**WHAT IS EXPECTED:** Below are the records; give again exactly the lines that run from the one with "fn unavailable() ->" through the last line.

** Opening INFORMATION SUPPLIED block **

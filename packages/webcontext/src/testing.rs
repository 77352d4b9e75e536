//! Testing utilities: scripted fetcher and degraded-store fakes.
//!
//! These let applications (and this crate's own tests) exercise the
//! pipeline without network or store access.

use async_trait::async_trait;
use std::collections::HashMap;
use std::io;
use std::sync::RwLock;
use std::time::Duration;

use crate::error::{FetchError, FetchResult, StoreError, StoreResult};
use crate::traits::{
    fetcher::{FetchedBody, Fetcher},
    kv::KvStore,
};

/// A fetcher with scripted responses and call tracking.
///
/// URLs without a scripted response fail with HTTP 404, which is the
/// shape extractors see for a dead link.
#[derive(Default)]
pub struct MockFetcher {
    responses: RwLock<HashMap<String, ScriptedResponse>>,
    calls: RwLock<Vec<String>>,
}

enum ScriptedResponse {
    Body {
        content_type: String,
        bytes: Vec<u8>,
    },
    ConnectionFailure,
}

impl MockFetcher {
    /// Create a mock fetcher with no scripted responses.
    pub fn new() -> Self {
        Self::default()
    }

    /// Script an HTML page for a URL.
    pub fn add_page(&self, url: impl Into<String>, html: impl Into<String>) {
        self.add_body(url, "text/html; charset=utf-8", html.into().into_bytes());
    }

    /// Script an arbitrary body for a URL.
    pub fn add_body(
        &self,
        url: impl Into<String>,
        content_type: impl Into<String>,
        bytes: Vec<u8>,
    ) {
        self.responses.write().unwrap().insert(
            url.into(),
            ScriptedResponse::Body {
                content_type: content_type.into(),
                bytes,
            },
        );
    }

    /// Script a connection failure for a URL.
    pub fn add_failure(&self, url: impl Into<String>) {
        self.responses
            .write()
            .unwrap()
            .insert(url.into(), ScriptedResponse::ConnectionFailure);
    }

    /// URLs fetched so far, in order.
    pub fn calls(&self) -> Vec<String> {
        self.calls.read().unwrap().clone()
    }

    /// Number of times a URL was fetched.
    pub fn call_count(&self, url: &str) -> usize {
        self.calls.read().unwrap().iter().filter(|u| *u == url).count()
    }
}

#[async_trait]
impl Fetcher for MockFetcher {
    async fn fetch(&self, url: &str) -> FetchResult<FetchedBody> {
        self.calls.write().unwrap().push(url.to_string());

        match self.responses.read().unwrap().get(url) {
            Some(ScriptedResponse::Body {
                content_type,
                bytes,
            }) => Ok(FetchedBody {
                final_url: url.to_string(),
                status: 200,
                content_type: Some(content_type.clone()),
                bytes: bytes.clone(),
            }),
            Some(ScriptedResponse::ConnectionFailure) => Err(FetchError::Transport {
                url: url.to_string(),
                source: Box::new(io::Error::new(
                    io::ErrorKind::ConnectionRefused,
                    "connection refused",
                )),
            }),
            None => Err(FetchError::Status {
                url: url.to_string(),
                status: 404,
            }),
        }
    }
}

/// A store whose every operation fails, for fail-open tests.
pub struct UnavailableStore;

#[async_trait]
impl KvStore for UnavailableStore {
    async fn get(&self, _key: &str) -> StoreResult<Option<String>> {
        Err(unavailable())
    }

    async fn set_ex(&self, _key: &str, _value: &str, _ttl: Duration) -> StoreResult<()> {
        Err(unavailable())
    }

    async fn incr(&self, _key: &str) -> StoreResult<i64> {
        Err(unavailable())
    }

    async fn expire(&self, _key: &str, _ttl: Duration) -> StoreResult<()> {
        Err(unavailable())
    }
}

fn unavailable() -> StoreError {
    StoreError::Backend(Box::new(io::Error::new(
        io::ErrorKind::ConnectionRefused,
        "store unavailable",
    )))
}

** Closing INFORMATION SUPPLIED block **

**EXPECTED OUTPUT:**
fn unavailable() -> StoreError {
    StoreError::Backend(Box::new(io::Error::new(
        io::ErrorKind::ConnectionRefused,
        "store unavailable",
    )))
}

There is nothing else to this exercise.